WHILE a team from the City Council is meeting in Mexico on the issue of installing parking meters in Georgetown, several councillors on Monday questioned why they could not gain access to the parking meter contract that was signed recently.Furthermore, one councillor questioned why, at the last statutory meeting, the Council was not informed of the reason for this visit to Mexico; and what the purpose of the visit was, considering that the contract was already signed in May.
The team in Mexico includes Mayor Patricia Chase-Green, Town Clerk Royston King, Councillors Oscar Clarke and Junior Garrett.
Councillors were, in the past, promised that they would be able to peruse the contract and provide their feedback. To date, however, the contract has not been made available to either councilors or the public.
“Is the contract available for our perusal?” questioned Councillor Akeem Peter, who reminded the Council that they were supposed to be able to study the contract and make their input.
Acting Deputy Mayor Sharon Harry-Munroe responded that all agreements and contracts are signed by the Town Clerk, and are therefore kept by him. She said King would have to be consulted before the contract could be made available.
Councillor Salima Bacchus-Hinds, however, stood up to remind councillors that this is a very serious matter. She offered that the Town Clerk did not sign a personal contract, and hence that contract needs to be in the public record.
Councillor Welton Clarke said procedure seems to be lacking, and that the parking meter issue ought to be trashed out intelligently.
“Why are they only now in Mexico? Should this visit have been done long ago? At the last meeting, we were not informed about the reason for this visit. Should we have been included in this?” Clarke questioned.
He commented that the group in Mexico does not have any “fresh blood” in it, so as to bolster councillors’ confidence in the details coming out of the meetings.

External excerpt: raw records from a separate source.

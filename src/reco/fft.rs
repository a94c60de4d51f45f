//! 2D FFT helpers on row major `nx x ny` arrays (index `ix * ny + iy`).

use num_complex::Complex64;
use rustfft::{Fft, FftDirection, FftPlanner};
use std::sync::Arc;

/// Caches the plans and scratch buffers of an unnormalized inverse 2D FFT.
pub struct Ifft2dWorkspace {
    nx: usize,
    ny: usize,
    ifft_x: Arc<dyn Fft<f64>>,
    ifft_y: Arc<dyn Fft<f64>>,
    scratch: Vec<Complex64>,
    column: Vec<Complex64>,
}

impl Ifft2dWorkspace {
    pub fn new(nx: usize, ny: usize) -> Self {
        let mut planner = FftPlanner::new();
        let ifft_x = planner.plan_fft(nx, FftDirection::Inverse);
        let ifft_y = planner.plan_fft(ny, FftDirection::Inverse);
        let scratch_len = ifft_x
            .get_inplace_scratch_len()
            .max(ifft_y.get_inplace_scratch_len());

        Self {
            nx,
            ny,
            ifft_x,
            ifft_y,
            scratch: vec![Complex64::new(0.0, 0.0); scratch_len],
            column: vec![Complex64::new(0.0, 0.0); nx],
        }
    }

    /// In-place `sum_k X[k] * exp(+2 pi i k n / N)` along both axes, without
    /// the `1 / N` normalization.
    pub fn process(&mut self, data: &mut [Complex64]) {
        let (nx, ny) = (self.nx, self.ny);
        assert_eq!(data.len(), nx * ny);

        // Rows are contiguous
        for row in data.chunks_mut(ny) {
            self.ifft_y.process_with_scratch(row, &mut self.scratch);
        }

        for iy in 0..ny {
            for ix in 0..nx {
                self.column[ix] = data[ix * ny + iy];
            }
            self.ifft_x
                .process_with_scratch(&mut self.column, &mut self.scratch);
            for ix in 0..nx {
                data[ix * ny + iy] = self.column[ix];
            }
        }
    }
}

/// Moves the zero frequency from index 0 to the center (`n / 2`) on both axes.
pub fn fftshift2(data: &[Complex64], nx: usize, ny: usize) -> Vec<Complex64> {
    roll2(data, nx, ny, nx / 2, ny / 2)
}

/// Inverse of `fftshift2`, also for odd sizes.
pub fn ifftshift2(data: &[Complex64], nx: usize, ny: usize) -> Vec<Complex64> {
    roll2(data, nx, ny, nx - nx / 2, ny - ny / 2)
}

/// `out[(ix + sx) % nx, (iy + sy) % ny] = data[ix, iy]`
fn roll2(data: &[Complex64], nx: usize, ny: usize, sx: usize, sy: usize) -> Vec<Complex64> {
    let mut out = vec![Complex64::new(0.0, 0.0); data.len()];
    for ix in 0..nx {
        let ox = (ix + sx) % nx;
        for iy in 0..ny {
            let oy = (iy + sy) % ny;
            out[ox * ny + oy] = data[ix * ny + iy];
        }
    }
    out
}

“Are we waiting on the results to make a final decision? If some of us are not privy to decisions, how are we to be a part of them? The route that we’re taking seems confusing to me. I’m not clear if there’s a contract; I’m not sure if we will see parking meters this year,” Clarke stated.
Councillor Roopnarine Persaud said the parking meter issue is troubling.
BILLS, BILLS, BILLS
“It is a monopoly that we cannot afford here. It is not fair. I will not be a part of it, to saddle my constituency with this type of bill. We cannot riddle them with bills and bills and bills.”
Persaud said a broad-based consultation was needed, as opposed to only a few persons who are going after the installation of parking meters.
Having listened to everyone’s view on the parking meters’ debacle, acting Mayor Sherod Duncan informed the Council that he had made known his views via email to Chase-Green and King just before they left Guyana.
He assured councillors that their questions would be put to King and Chase-Green when they return.
In a social media post recently, Duncan had voiced his refusal to support the parking meter system, citing a lack of verifiable information on the parking meter company.
He said he was provided with little information by National Parking Systems’ (NPS) Smart City Solutions from which he can make a quality judgment.
“In my research, I have not found any company by the name ‘Smart City Solutions’ associated with parking meter systems in any of the places the company is purporting to have done business, like Panama,” he said.
Further, he said that in his independent research on Simon Moshevilli, who represents Smart City Solutions, he has found no one with said a name connected with the said company. In fact, he said, there is no evidence that such a company even exists.
“Again, the total lack of verifiable information on the company and its capacity to execute the scope of the project, and in the absence of a contract on the proposed project, I cannot offer my support (to the project), and reaffirm my grave reservation of such a venture,” he declared.